START SOURCE MATERIAL

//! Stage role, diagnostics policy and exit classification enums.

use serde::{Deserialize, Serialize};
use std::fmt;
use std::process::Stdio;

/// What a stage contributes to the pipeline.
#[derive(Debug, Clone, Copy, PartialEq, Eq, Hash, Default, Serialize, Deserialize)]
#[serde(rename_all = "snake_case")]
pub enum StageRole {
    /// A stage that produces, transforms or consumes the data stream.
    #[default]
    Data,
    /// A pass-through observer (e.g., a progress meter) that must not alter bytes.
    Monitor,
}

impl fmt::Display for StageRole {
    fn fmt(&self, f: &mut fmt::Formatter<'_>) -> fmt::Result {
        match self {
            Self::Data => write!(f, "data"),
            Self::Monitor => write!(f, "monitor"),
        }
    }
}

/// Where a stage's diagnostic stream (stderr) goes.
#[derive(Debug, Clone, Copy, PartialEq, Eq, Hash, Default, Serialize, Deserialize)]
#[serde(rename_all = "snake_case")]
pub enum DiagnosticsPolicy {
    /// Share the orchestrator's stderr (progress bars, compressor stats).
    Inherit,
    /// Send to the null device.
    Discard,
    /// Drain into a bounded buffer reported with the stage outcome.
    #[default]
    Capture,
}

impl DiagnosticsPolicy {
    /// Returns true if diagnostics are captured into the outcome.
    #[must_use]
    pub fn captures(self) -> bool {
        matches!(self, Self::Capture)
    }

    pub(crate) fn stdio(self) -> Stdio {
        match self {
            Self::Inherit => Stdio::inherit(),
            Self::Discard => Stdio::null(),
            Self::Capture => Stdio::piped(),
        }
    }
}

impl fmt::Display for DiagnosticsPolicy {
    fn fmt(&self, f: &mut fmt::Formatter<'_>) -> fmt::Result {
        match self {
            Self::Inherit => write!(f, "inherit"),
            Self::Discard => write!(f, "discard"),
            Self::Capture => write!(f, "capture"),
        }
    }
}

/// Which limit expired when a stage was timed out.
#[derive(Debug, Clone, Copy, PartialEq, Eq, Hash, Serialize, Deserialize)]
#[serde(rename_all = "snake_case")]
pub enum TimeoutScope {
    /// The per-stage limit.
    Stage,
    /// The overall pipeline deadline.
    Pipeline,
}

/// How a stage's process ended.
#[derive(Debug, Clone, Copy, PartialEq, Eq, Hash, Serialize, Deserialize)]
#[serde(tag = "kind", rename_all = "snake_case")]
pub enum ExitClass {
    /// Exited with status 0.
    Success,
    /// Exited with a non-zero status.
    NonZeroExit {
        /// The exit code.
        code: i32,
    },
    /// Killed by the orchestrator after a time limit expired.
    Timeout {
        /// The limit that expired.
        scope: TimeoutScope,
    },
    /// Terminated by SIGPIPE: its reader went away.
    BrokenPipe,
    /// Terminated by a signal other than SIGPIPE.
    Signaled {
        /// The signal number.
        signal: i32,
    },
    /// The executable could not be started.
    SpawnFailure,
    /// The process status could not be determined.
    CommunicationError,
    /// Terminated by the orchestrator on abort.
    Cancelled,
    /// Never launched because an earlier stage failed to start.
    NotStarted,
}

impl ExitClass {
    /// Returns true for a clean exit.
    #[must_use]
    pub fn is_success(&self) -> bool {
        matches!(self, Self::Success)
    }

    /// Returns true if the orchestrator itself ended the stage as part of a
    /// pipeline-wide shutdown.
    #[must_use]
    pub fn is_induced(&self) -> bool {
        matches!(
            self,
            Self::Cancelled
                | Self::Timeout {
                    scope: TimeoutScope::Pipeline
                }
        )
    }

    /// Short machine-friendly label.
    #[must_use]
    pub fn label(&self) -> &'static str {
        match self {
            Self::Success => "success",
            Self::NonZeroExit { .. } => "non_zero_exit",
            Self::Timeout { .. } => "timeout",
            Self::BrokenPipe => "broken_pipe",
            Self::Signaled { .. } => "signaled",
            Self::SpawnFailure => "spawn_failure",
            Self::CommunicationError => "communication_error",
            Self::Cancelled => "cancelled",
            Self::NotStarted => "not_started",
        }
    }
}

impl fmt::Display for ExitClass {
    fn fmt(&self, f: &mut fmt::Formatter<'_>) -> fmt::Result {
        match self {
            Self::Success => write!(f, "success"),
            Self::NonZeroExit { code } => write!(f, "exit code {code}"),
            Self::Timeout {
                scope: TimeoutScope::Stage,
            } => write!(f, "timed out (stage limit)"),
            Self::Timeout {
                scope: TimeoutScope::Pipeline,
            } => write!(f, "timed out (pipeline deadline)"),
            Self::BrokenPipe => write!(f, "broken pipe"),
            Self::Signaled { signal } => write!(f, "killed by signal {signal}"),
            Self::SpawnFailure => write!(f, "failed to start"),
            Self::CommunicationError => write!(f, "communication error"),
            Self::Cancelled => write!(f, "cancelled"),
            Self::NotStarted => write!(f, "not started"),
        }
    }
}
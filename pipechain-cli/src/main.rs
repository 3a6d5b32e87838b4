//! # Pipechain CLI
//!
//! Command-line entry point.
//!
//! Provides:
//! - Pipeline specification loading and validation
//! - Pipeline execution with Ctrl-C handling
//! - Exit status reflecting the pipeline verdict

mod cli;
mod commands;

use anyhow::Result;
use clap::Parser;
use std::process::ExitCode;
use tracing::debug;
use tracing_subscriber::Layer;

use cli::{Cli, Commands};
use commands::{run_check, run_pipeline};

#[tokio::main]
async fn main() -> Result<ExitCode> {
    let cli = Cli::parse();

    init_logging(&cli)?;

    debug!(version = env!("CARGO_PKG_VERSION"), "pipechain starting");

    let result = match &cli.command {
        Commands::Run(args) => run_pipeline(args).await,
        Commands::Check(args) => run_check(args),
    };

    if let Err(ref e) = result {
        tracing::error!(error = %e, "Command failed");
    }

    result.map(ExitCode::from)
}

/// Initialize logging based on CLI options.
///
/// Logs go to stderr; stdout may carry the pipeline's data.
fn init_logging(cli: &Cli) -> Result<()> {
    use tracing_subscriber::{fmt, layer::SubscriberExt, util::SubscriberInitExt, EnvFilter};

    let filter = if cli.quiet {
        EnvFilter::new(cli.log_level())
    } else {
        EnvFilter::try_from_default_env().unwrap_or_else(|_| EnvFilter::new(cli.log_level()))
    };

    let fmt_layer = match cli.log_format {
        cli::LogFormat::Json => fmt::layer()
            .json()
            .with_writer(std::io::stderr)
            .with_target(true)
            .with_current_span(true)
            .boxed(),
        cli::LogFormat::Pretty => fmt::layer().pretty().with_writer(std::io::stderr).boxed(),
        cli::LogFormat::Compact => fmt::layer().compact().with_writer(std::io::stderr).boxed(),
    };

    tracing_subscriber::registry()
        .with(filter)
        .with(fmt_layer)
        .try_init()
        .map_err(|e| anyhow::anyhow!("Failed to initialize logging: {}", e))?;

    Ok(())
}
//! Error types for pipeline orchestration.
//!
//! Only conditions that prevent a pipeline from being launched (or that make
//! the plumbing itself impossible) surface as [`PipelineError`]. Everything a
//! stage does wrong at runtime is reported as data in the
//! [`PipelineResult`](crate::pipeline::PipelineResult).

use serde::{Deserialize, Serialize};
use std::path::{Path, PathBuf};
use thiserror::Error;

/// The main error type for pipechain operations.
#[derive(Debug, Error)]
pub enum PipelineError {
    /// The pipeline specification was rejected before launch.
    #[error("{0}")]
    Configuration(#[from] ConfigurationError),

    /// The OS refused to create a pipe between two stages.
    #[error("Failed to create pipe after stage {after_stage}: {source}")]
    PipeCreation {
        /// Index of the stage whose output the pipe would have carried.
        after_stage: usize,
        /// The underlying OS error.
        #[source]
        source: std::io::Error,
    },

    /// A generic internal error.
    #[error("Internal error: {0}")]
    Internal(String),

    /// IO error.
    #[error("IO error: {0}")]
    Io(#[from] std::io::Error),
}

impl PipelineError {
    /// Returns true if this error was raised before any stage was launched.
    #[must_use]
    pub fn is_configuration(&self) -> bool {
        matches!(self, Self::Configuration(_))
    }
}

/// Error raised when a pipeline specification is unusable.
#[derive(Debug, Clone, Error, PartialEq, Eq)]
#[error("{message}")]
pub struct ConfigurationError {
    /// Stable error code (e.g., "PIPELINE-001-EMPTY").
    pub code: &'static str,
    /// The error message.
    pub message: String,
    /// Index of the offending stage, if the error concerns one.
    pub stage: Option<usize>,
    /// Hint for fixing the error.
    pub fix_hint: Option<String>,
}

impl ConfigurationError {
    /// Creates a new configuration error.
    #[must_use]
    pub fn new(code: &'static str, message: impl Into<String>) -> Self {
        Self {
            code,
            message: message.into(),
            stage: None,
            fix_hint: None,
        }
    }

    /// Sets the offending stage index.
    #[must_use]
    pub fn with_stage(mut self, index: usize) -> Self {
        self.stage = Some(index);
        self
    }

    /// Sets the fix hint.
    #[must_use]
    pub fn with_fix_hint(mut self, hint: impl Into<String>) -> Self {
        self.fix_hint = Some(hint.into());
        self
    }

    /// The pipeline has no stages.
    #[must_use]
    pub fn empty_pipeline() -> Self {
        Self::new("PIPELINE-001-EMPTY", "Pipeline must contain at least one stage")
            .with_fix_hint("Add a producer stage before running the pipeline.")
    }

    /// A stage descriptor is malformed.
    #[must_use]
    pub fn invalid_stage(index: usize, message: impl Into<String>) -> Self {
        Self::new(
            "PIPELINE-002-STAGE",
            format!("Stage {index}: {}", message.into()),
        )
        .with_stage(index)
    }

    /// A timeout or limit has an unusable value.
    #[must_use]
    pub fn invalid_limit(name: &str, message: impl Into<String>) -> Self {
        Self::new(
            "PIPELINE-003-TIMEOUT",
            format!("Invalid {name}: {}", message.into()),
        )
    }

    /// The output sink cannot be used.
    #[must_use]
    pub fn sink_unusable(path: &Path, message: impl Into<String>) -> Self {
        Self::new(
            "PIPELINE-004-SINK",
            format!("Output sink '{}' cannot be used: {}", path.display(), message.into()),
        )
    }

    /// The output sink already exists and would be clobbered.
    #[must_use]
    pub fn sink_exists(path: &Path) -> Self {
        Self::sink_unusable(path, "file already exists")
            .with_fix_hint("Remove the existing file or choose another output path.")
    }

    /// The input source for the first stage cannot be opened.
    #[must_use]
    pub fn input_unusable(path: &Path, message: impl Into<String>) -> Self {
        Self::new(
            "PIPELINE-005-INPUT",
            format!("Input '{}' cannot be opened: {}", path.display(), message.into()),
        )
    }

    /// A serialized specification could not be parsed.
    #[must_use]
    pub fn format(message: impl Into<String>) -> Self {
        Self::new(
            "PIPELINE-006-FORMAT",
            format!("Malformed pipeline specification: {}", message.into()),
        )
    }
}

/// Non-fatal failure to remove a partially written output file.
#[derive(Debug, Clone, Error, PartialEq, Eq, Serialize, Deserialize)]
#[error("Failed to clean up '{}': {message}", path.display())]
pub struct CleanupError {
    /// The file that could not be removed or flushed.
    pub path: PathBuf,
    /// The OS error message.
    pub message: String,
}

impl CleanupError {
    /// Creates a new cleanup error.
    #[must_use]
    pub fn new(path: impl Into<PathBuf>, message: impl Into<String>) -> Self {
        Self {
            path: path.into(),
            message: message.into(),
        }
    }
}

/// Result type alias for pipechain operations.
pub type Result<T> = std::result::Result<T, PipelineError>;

END SOURCE MATERIAL

▶ **TASK INSTRUCTIONS**
From the entries above, show each line that includes the string "StageRole".

▶ **ANSWER AREA**
pub enum StageRole {
impl fmt::Display for StageRole {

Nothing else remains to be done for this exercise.